There is also growing anger towards the government's response to one of the worst disasters in Venezuela's history.
"Do you see the government here? What you are seeing is me [and other volunteers]," Mr Moreno said.
Four local police officers have been arrested over alleged looting after the earthquakes.
Mr Sousa says their actions are indicative of authorities who do not care.
"I have seen officers in structures looking [for] what's left [in] the apartments," Mr Sousa said.
"These people feed off our suffering; it is their fuel. It is the fuel of this ghoulish government we have and it's very saddening."
Acting President Delcy Rodriguez says her government has accepted help from dozens of countries and is working tirelessly at all levels to "provide protection, care and certainty" for survivors.

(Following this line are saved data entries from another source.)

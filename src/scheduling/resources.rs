// SPDX-FileCopyrightText: Copyright (c) 2025 NVIDIA CORPORATION & AFFILIATES. All rights reserved.
// SPDX-License-Identifier: Apache-2.0
//
// Licensed under the Apache License, Version 2.0 (the "License");
// you may not use this file except in compliance with the License.
// You may obtain a copy of the License at
//
// http://www.apache.org/licenses/LICENSE-2.0
//
// Unless required by applicable law or agreed to in writing, software
// distributed under the License is distributed on an "AS IS" BASIS,
// WITHOUT WARRANTIES OR CONDITIONS OF ANY KIND, either express or implied.
// See the License for the specific language governing permissions and
// limitations under the License.

//! Data structures used to represent free/allocated accelerator chips on a node and the jobs asking for them.
//!
//! A node is described by a [`NodeTopology`]: for each accelerator type it exposes an ordered list of free chip ids
//! (the order follows the physical wiring, so it matters for ring hardware), and for virtualized nodes a per-chip
//! [`VChip`] record tracking the compute-core/AI-CPU capacity still available.
//!
//! Jobs and tasks are read-only snapshots handed over by the host. The only values the core produces are
//! [`AllocationDecision`]s and the in-place updates a committed decision makes to a [`NodeTopology`].

use std::collections::{BTreeMap, BTreeSet};
use std::fmt;

use serde::{Deserialize, Serialize};
use thiserror::Error;

use super::annotations;

/// Physical chip index on a node.
pub type ChipId = u32;

/// Label selecting the accelerator class (topology shape) of a job.
pub const ACCELERATOR_CLASS_LABEL: &str = "accelerator-type";
/// Annotation routing a job to the superpod handler regardless of its labels.
pub const SUPERPOD_ANNOTATION: &str = "huawei.com/schedule-superpod";
/// Node label carrying the superpod a node belongs to.
pub const SUPERPOD_ID_LABEL: &str = "superpod-id";
/// Job label overriding the number of faulted tasks tolerated before a restart.
pub const FAULT_TOLERANCE_LABEL: &str = "fault-tolerance";

// --------------------
// VResource
// --------------------
/// Fractional capacity of a single chip: AI cores and AI CPUs.
#[derive(Debug, Default, PartialEq, Eq, Hash, Clone, Copy, Serialize, Deserialize)]
pub struct VResource {
    pub aicore: u32,
    pub aicpu: u32,
}

impl VResource {
    pub const ZERO: VResource = VResource { aicore: 0, aicpu: 0 };

    pub const fn new(aicore: u32, aicpu: u32) -> Self {
        Self { aicore, aicpu }
    }

    pub fn is_zero(&self) -> bool {
        self.aicore == 0 && self.aicpu == 0
    }

    /// True if `other` fits inside `self` componentwise.
    pub fn contains(&self, other: &VResource) -> bool {
        self.aicore >= other.aicore && self.aicpu >= other.aicpu
    }

    pub fn add(&self, other: &VResource) -> Self {
        Self {
            aicore: self.aicore.saturating_add(other.aicore),
            aicpu: self.aicpu.saturating_add(other.aicpu),
        }
    }

    pub fn saturating_sub(&self, other: &VResource) -> Self {
        Self {
            aicore: self.aicore.saturating_sub(other.aicore),
            aicpu: self.aicpu.saturating_sub(other.aicpu),
        }
    }

    pub fn multiply_by(&self, factor: u32) -> Self {
        Self {
            aicore: self.aicore.saturating_mul(factor),
            aicpu: self.aicpu.saturating_mul(factor),
        }
    }
}

impl fmt::Display for VResource {
    fn fmt(&self, f: &mut fmt::Formatter<'_>) -> fmt::Result {
        write!(f, "aicore={} aicpu={}", self.aicore, self.aicpu)
    }
}

// --------------------
// VChip
// --------------------
/// Allocation state of one physical chip that can be sliced into virtual NPUs.
///
/// Invariant: `free <= total` componentwise.
#[derive(Debug, PartialEq, Eq, Clone, Copy, Serialize, Deserialize)]
pub struct VChip {
    pub total: VResource,
    pub free: VResource,
}

impl VChip {
    pub fn new(total: VResource) -> Self {
        Self { total, free: total }
    }

    pub fn is_fully_free(&self) -> bool {
        self.free == self.total
    }

    pub fn used(&self) -> VResource {
        self.total.saturating_sub(&self.free)
    }
}

/// A pre-cut virtual NPU published by a node running in static-template mode.
#[derive(Debug, PartialEq, Eq, Clone, Serialize, Deserialize)]
pub struct VnpuSlot {
    pub id: String,
    pub chip: ChipId,
    pub template: String,
}

#[derive(Error, Debug, Clone, PartialEq)]
pub enum TopologyError {
    #[error("node {node}: duplicate chip id {chip} in the {accelerator} list")]
    DuplicateChip {
        node: String,
        accelerator: String,
        chip: ChipId,
    },
    #[error("node {node}: chip {chip} is not free for {accelerator}")]
    ChipNotFree {
        node: String,
        accelerator: String,
        chip: ChipId,
    },
    #[error("node {node}: virtual chip {chip} not found")]
    VChipNotFound { node: String, chip: ChipId },
    #[error("node {node}: chip {chip} free resource ({free}) would exceed its total ({total})")]
    FreeExceedsTotal {
        node: String,
        chip: ChipId,
        free: VResource,
        total: VResource,
    },
    #[error("node {node}: chip {chip} has {free} idle, cannot carve {requested}")]
    NotEnoughVResource {
        node: String,
        chip: ChipId,
        requested: VResource,
        free: VResource,
    },
    #[error("node {node}: vNPU slot {slot} not found")]
    SlotNotFound { node: String, slot: String },
    #[error("node {node}: {source}")]
    Annotation {
        node: String,
        #[source]
        source: annotations::AnnotationError,
    },
}

// --------------------
// NodeTopology
// --------------------
/// Everything the placement core knows about one candidate node.
#[derive(Debug, Default, PartialEq, Clone)]
pub struct NodeTopology {
    pub name: String,
    pub labels: BTreeMap<String, String>,
    free_chips: BTreeMap<String, Vec<ChipId>>,
    unhealthy_chips: BTreeMap<String, BTreeSet<ChipId>>,
    capacity: BTreeMap<String, usize>,
    vchips: BTreeMap<ChipId, VChip>,
    vnpu_slots: BTreeMap<String, Vec<VnpuSlot>>,
}

impl NodeTopology {
    pub fn new(name: impl Into<String>) -> Self {
        Self {
            name: name.into(),
            ..Default::default()
        }
    }

    /// Builds a node from its annotation map, parsing the free chip list of each accelerator in `accelerators`.
    ///
    /// Accelerators without an annotation are left absent; handlers report that as an argument error.
    pub fn from_annotations(
        name: impl Into<String>,
        annotations: &BTreeMap<String, String>,
        accelerators: &[&str],
    ) -> Result<Self, TopologyError> {
        let mut node = Self::new(name);
        for accelerator in accelerators {
            let Some(text) = annotations.get(*accelerator) else {
                continue;
            };
            let chips = annotations::parse_chip_list(accelerator, text).map_err(|source| {
                TopologyError::Annotation {
                    node: node.name.clone(),
                    source,
                }
            })?;
            node = node.with_free_chips(*accelerator, chips)?;
        }
        Ok(node)
    }

    /// Sets the free chip list for `accelerator`. The healthy capacity defaults to the list length.
    pub fn with_free_chips(
        mut self,
        accelerator: impl Into<String>,
        chips: Vec<ChipId>,
    ) -> Result<Self, TopologyError> {
        let accelerator = accelerator.into();
        let mut seen = BTreeSet::new();
        for chip in &chips {
            if !seen.insert(*chip) {
                return Err(TopologyError::DuplicateChip {
                    node: self.name.clone(),
                    accelerator,
                    chip: *chip,
                });
            }
        }
        self.capacity.entry(accelerator.clone()).or_insert(chips.len());
        self.free_chips.insert(accelerator, chips);
        Ok(self)
    }

    pub fn with_capacity(mut self, accelerator: impl Into<String>, healthy_chips: usize) -> Self {
        self.capacity.insert(accelerator.into(), healthy_chips);
        self
    }

    pub fn with_unhealthy_chips(mut self, accelerator: impl Into<String>, chips: &[ChipId]) -> Self {
        self.unhealthy_chips
            .entry(accelerator.into())
            .or_default()
            .extend(chips.iter().copied());
        self
    }

    pub fn with_label(mut self, key: impl Into<String>, value: impl Into<String>) -> Self {
        self.labels.insert(key.into(), value.into());
        self
    }

    pub fn with_vchip(mut self, chip: ChipId, vchip: VChip) -> Result<Self, TopologyError> {
        if !vchip.total.contains(&vchip.free) {
            return Err(TopologyError::FreeExceedsTotal {
                node: self.name.clone(),
                chip,
                free: vchip.free,
                total: vchip.total,
            });
        }
        self.vchips.insert(chip, vchip);
        Ok(self)
    }

    pub fn with_vnpu_slot(mut self, slot: VnpuSlot) -> Self {
        self.vnpu_slots
            .entry(slot.template.clone())
            .or_default()
            .push(slot);
        self
    }

    pub fn has_accelerator(&self, accelerator: &str) -> bool {
        self.free_chips.contains_key(accelerator)
    }

    pub fn free_chips(&self, accelerator: &str) -> &[ChipId] {
        self.free_chips
            .get(accelerator)
            .map(Vec::as_slice)
            .unwrap_or_default()
    }

    pub fn unhealthy_chips(&self, accelerator: &str) -> Option<&BTreeSet<ChipId>> {
        self.unhealthy_chips.get(accelerator)
    }

    /// Number of healthy chips the node reports for `accelerator`, free or not.
    pub fn healthy_chip_count(&self, accelerator: &str) -> usize {
        self.capacity.get(accelerator).copied().unwrap_or(0)
    }

    pub fn vchips(&self) -> &BTreeMap<ChipId, VChip> {
        &self.vchips
    }

    pub fn vnpu_slots(&self, template: &str) -> &[VnpuSlot] {
        self.vnpu_slots
            .get(template)
            .map(Vec::as_slice)
            .unwrap_or_default()
    }

    /// Sum of the free virtual resource over every chip of the node.
    pub fn free_vresource(&self) -> VResource {
        self.vchips
            .values()
            .fold(VResource::ZERO, |acc, c| acc.add(&c.free))
    }

    /// Removes `chips` from the free list of `accelerator`. Either all chips are removed or none.
    pub fn remove_chips(&mut self, accelerator: &str, chips: &[ChipId]) -> Result<(), TopologyError> {
        let free = self.free_chips.get(accelerator).cloned().unwrap_or_default();
        for chip in chips {
            if !free.contains(chip) {
                return Err(TopologyError::ChipNotFree {
                    node: self.name.clone(),
                    accelerator: accelerator.to_string(),
                    chip: *chip,
                });
            }
        }
        let remaining: Vec<ChipId> = free.into_iter().filter(|c| !chips.contains(c)).collect();
        self.free_chips.insert(accelerator.to_string(), remaining);
        Ok(())
    }

    /// Puts `chips` back on the free list of `accelerator`, keeping the list in physical (ascending) order.
    pub fn restore_chips(&mut self, accelerator: &str, chips: &[ChipId]) -> Result<(), TopologyError> {
        let free = self.free_chips.entry(accelerator.to_string()).or_default();
        for chip in chips {
            if free.contains(chip) {
                return Err(TopologyError::DuplicateChip {
                    node: self.name.clone(),
                    accelerator: accelerator.to_string(),
                    chip: *chip,
                });
            }
        }
        free.extend(chips.iter().copied());
        free.sort_unstable();
        Ok(())
    }

    /// Takes `requested` out of the free resource of `chip`.
    pub fn carve_vresource(&mut self, chip: ChipId, requested: &VResource) -> Result<(), TopologyError> {
        let node = self.name.clone();
        let vchip = self
            .vchips
            .get_mut(&chip)
            .ok_or(TopologyError::VChipNotFound {
                node: node.clone(),
                chip,
            })?;
        if !vchip.free.contains(requested) {
            return Err(TopologyError::NotEnoughVResource {
                node,
                chip,
                requested: *requested,
                free: vchip.free,
            });
        }
        vchip.free = vchip.free.saturating_sub(requested);
        Ok(())
    }

    /// Gives `released` back to `chip`. Fails rather than letting free exceed total.
    pub fn restore_vresource(&mut self, chip: ChipId, released: &VResource) -> Result<(), TopologyError> {
        let node = self.name.clone();
        let vchip = self
            .vchips
            .get_mut(&chip)
            .ok_or(TopologyError::VChipNotFound {
                node: node.clone(),
                chip,
            })?;
        let free = vchip.free.add(released);
        if !vchip.total.contains(&free) {
            return Err(TopologyError::FreeExceedsTotal {
                node,
                chip,
                free,
                total: vchip.total,
            });
        }
        vchip.free = free;
        Ok(())
    }

    pub fn take_vnpu_slot(&mut self, template: &str, slot_id: &str) -> Result<VnpuSlot, TopologyError> {
        let slots = self.vnpu_slots.entry(template.to_string()).or_default();
        let Some(pos) = slots.iter().position(|s| s.id == slot_id) else {
            return Err(TopologyError::SlotNotFound {
                node: self.name.clone(),
                slot: slot_id.to_string(),
            });
        };
        Ok(slots.remove(pos))
    }

    pub fn put_vnpu_slot(&mut self, slot: VnpuSlot) {
        let slots = self.vnpu_slots.entry(slot.template.clone()).or_default();
        if !slots.iter().any(|s| s.id == slot.id) {
            slots.push(slot);
        }
    }

    /// The free chip list of `accelerator` rendered as its node annotation value.
    pub fn free_chip_annotation(&self, accelerator: &str) -> String {
        annotations::format_chip_list(accelerator, self.free_chips(accelerator))
    }
}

Temporary camps have been set up for thousands of people who have been displaced.
Medical treatment, food and even entertainment are being offered to those living in tent cities.
"Our priority is protecting the lives of those who survived, of the families currently in temporary camps and of those who still need a safe place," Ms Rodriguez said.
However there have been cases where international aid workers and the media have been blocked from entering some of the worst affected areas.
A military checkpoint has been set up on highway heading into La Guaira from the capital Caracas.
"I really want the world to know what's really going on here,"Mr Sousa said.
"The government is supposed to support us in this situation but it's the opposite. I don't understand why they want to hurt us so much."
Living among the 16,000 homeless
Preliminary data from NASA estimates close to 60,000 buildings were damaged or destroyed across Venezuela.
At least 2,295 people are reported to have died.
Many Venezuelans believe they will never know the real death toll.
Some buildings are already being demolished without being fully searched because authorities have deemed the risk too high to investigate properly.
This disaster presents more long-term challenges for a country that was already in the midst of humanitarian, economic, and political crises.
The Venezuelan government has reported that 16,000 people are now homeless.
Luzmarina Pirela is living in a tent with nine members of her family including her baby grandchild.
The family was renting in Caracas when its home was destroyed.
"At the beginning we were sleeping on the sidewalk on the streets outdoors for a few days," she said.
Her family moved to Caracas from a regional province searching for employment and a better life. Now they are living in a park with hundreds of others displaced people.
"I don't want to be here, I feel horrible and we don't know what to do because we have no house."